7 Kebiasaan Masyarakat Bali yang Dilakukan Sampai Sekarang

Setiap daerah di Indonesia punya kebiasaan yang sering dilakukan sehari-hari. Begitu juga halnya di Bali. Masyarakatnya masih percaya terhadap beberapa kebiasaan, yang harus dilakukan dalam kondisi tertenu.
Kebiasaan-kebiasaan ini juga ada yang berkaitan dengan hal-hal berbau mistis atau magis. Berikut adalah beberapa kebiasaan yang masih kita jumpai di Bali.
1. Membunyikan klakson di tempat-tempat tertentu

Masyarakat Bali membunyikan klakson saat berkendara melewati tempat yang diyakini sebagai tempat angker ataupun keramat. Contohnya kuburan, jembatan, pura, dan tempat-tempat sejenisnya.
Kebiasaan ini diyakini sebagai tanda permisi (izin) saat melewati tempat tersebut, dan menghindari terjadinya malapetaka. Jika tidak melakukannya, juga tidak apa-apa.
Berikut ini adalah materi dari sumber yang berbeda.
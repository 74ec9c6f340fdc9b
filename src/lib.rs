//! # buildplan - Source-precedence context and specialist coordination
//!
//! buildplan turns a project's uploaded documents into a frozen, citable
//! context and coordinates independent specialists that draft a
//! manufacturing build plan from it.
//!
//! ## Core Concepts
//!
//! - **Source**: a citable file or wiki page, classified by a fixed precedence policy
//! - **Fact**: one claim about a topic, citing one source
//! - **ContextPack**: the immutable result of resolving facts, one canonical per topic
//! - **Coordinator**: runs specialists concurrently and merges their patches
//!   under a fixed section-ownership map
//! - **QA gate**: scores the merged plan; scores below the threshold block publication
//!
//! ## Usage
//!
//! ```rust
//! use buildplan::{
//!     build_source_registry, ContextPack, Fact, FactStatus, ProjectContext, RegistryInput,
//!     UploadedFile,
//! };
//!
//! let project = ProjectContext::new("Frame 12").with_attribute("customer", "ACME");
//! let input = RegistryInput::new()
//!     .file(UploadedFile::new("frame_12_dwg.pdf").with_id("DWG-1"))
//!     .file(UploadedFile::new("Proposal for ACME Project.pdf").with_id("QUOTE-1"));
//! let registry = build_source_registry(&input, &project);
//!
//! let facts = vec![
//!     Fact::new("F-1", "Material", "316L", "DWG-1"),
//!     Fact::new("F-2", "Material", "304", "QUOTE-1"),
//! ];
//! let pack = ContextPack::freeze(registry.into_sources(), facts, project)?;
//!
//! assert_eq!(pack.canonical("Material").unwrap().claim, "316L");
//! assert_eq!(pack.fact(&"F-2".into()).unwrap().status, FactStatus::Superseded);
//! assert_eq!(pack.fact_conflicts().len(), 1);
//! # Ok::<(), buildplan::ValidationError>(())
//! ```

#![warn(missing_docs)]
#![warn(clippy::all)]
#![warn(clippy::pedantic)]
#![allow(clippy::module_name_repetitions)]

mod text;

// Sources and facts
pub mod conflict;
pub mod error;
pub mod fact;
pub mod policy;
pub mod project;
pub mod registry;
pub mod source;

// Resolution and the frozen pack
pub mod context;
pub mod ingest;
pub mod resolution;

// Specialist coordination
pub mod coordinator;
pub mod fingerprint;
pub mod patch;
pub mod plan;
pub mod qa;
pub mod retry;
pub mod specialist;

// Outer surfaces
pub mod config;
pub mod publish;
pub mod session;

// Re-export primary types at crate root for convenience
pub use conflict::{Conflict, ConflictKind};
pub use error::{
    ConfigError, ExternalCallError, PlanError, PlanResult, PublishError, SessionError,
    ValidationError,
};
pub use fact::{Fact, FactId, FactStatus, ScopePredicate};
pub use policy::{classify, detect_kind, Classification, DetectionHints, POLICY_VERSION};
pub use project::ProjectContext;
pub use registry::{
    build_source_registry, RegistryInput, RegistryWarning, SourceOverride, SourceRegistry,
    SourceRegistryBuilder, UploadedFile, WikiPage,
};
pub use source::{Authority, Source, SourceId, SourceKind, SourceOrigin};

pub use context::{Citation, ContextPack, ContextPackSnapshot};
pub use ingest::{ingest, ingest_append, Ingested};
pub use resolution::{resolve_facts, validate_facts, Resolution, TopicResolution};

pub use coordinator::{
    merge_patches, run_specialists, Coordinator, MergeOutcome, OutcomeStatus, RunReport,
    RunWarning, SpecialistOutcome,
};
pub use fingerprint::{fingerprint, Fingerprint, FINGERPRINT_VERSION};
pub use patch::{ingest_patch, AgentPatch, AgentTask, OwnerHint, OwnershipViolation, PatchClaim, PatchIngest};
pub use plan::{Plan, SectionKey};
pub use qa::{QaGate, QaRequest, QaResult, QaReview, RuleBasedQa, DEFAULT_QA_THRESHOLD};
pub use retry::{RetryOutcome, RetryPolicy};
pub use specialist::{
    KnowledgeRef, SpecialistBackend, SpecialistRequest, SpecialistRole, SpecialistSet,
    StaticBackend,
};

pub use config::{BuildPlanConfig, CoordinatorConfig, RegistryConfig, RetryConfig, SessionConfig};
pub use publish::ensure_publishable;
pub use session::{InMemorySessionStore, SessionId, SessionSnapshot, SessionStore};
Tergantung dari kepercayaan masing-masing.
2. Menghaturkan sedikit makanan yang akan disantap

Ada sebagian masyarakat yang menyisihkan makanan untuk dihaturkan sebelum makan (saat makan di luar rumah). Misalnya saat membeli nasi bungkus, kamu mengambil sedikit nasi, lauk, dan sayur untuk dihaturkan sebelum menyantapnya.
Ini mirip dengan kebiasaan menghaturkan sesajen, yang disebut banten jot atau banten saiban, setelah selesai memasak di rumah.
3. Mengucapkan tabik atau sugra

Masyarakat Bali mengucapkan tabik atau sugra dalam beberapa situasi berbeda. Misalnya saat jalan melewati orang yang sedang duduk, mengambil kepala orang yang lebih tua, menyebutkan nama sesuhunan (dewa yang di puja di suatu pura), dan lainnya. Tabik atau sugra ini berkaitan dengan sopan santun atau etika.
4. Pergi ke dapur saat datang dari luar rumah

Jangan bingung saat melihat masyarakat Bali menuju ke dapur terlebih dahulu setelah datang dari suatu tempat. Hal ini dilakukan juga setelah membawa bayi dari luar rumah. Masyarakat Bali percaya, kebiasaan ini berguna untuk menetralisir kekuatan atau hal-hal negatif yang kita bawa dari luar rumah.
5. Membasahi tubuh dengan air cucuran atap

Ketika datang dari melayat ke rumah orang yang meninggal, masyarakat akan membasahi tubuhnya dengan air cucuran atap. Orang tersebut akan melempar air ke atap rumah. Kemudian air cucuran atap tersebut digunakan untuk membasahi tubuh, terutama bagian kepala. Hal ini bertujuan untuk membersihkan diri dari kekuatan negatif saat mengunjungi tempat duka.
6. Tidak memotong rambut saat pasangan sedang hamil

Sebagian masyarakat Bali percaya pemali (pantangan) memotong rambut bagi ibu hamil dan pasangannya. Bagi suami, ini selalu dikaitkan dengan istrinya yang akan menjadi kurang menarik saat sedang hamil. Suami tentunya juga turut tidak boleh berpenampilan menarik untuk menghormati sang istri.
7. Mengucapkan kata 'jikping'

Jikping memiliki arti mudah-mudahan tidak terjadi. Masyarakat Bali mengucapkan kata ini saat punya pikiran buruk terhadap orang lain, tentang suatu hal, ataupun mengucapkan sesuatu kejadian yang buruk. Misalnya saat kita sedang berpikir atau mengucapkan seseorang akan kecelakaan, maka biasanya akan mengucapkan kata jikping agar hal tersebut tidak benar-benar terjadi.
Masing-masing orang punya kepercayaan yang berbeda-beda terhadap kebiasaan di atas. Sebab kebiasaan ini dilakukan secara turun-temurun, tidak tersurat secara resmi di lontar maupun kitab suci.